On 1-year performance, GDX leads with 61.27% vs -38.56% for HODL. On fees, HODL is cheaper at 0.25% per year. On volatility, HODL has been the lower-risk option at 9.43%. The better choice depends on whether you care most about return, fees, risk, or income.
Over the 1-year period, GDX has performed better with a 61.27% return vs -38.56%. Past performance does not guarantee future results, so compare this with risk, fees, and fund exposure.
HODL is cheaper with a 0.25% expense ratio, compared with 0.51% for GDX.
GDX has the higher dividend yield at 0.74%, compared with 0.00% for HODL.

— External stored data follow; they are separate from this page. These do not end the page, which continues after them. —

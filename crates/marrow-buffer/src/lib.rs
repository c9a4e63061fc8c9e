//! Buffer pool management for MarrowDB.
//!
//! This crate provides in-memory page caching with:
//! - Fixed-size buffer pool with configurable page count
//! - LRU eviction policy
//! - Dirty page tracking with write-back before frame reuse
//! - Hit/miss statistics for observability

mod frame;
mod pool;
mod replacer;

pub use frame::{BufferFrame, FrameId};
pub use pool::{
    BufferPool, BufferPoolConfig, BufferPoolStats, EvictedPage, PageReadGuard, PageWriteGuard,
};
pub use replacer::{LruReplacer, Replacer};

GDX is categorized as Gold, while HODL is Cryptocurrency. GDX tracks NYSE MarketVector Global Gold Miners Index, while HODL tracks CME CF Bitcoin Reference Rate - New York Variant. Their fees differ too: 0.51% for GDX and 0.25% for HODL.
GDX currently has the higher Sharpe Ratio (1.35 vs -0.89), meaning it's delivered slightly more return per unit of risk over the trailing 12 months. However, this ranking shifts over time - use the Risk/Return Score above for a more comprehensive view that combines Sharpe, Sortino, and other measures used by quantitative funds.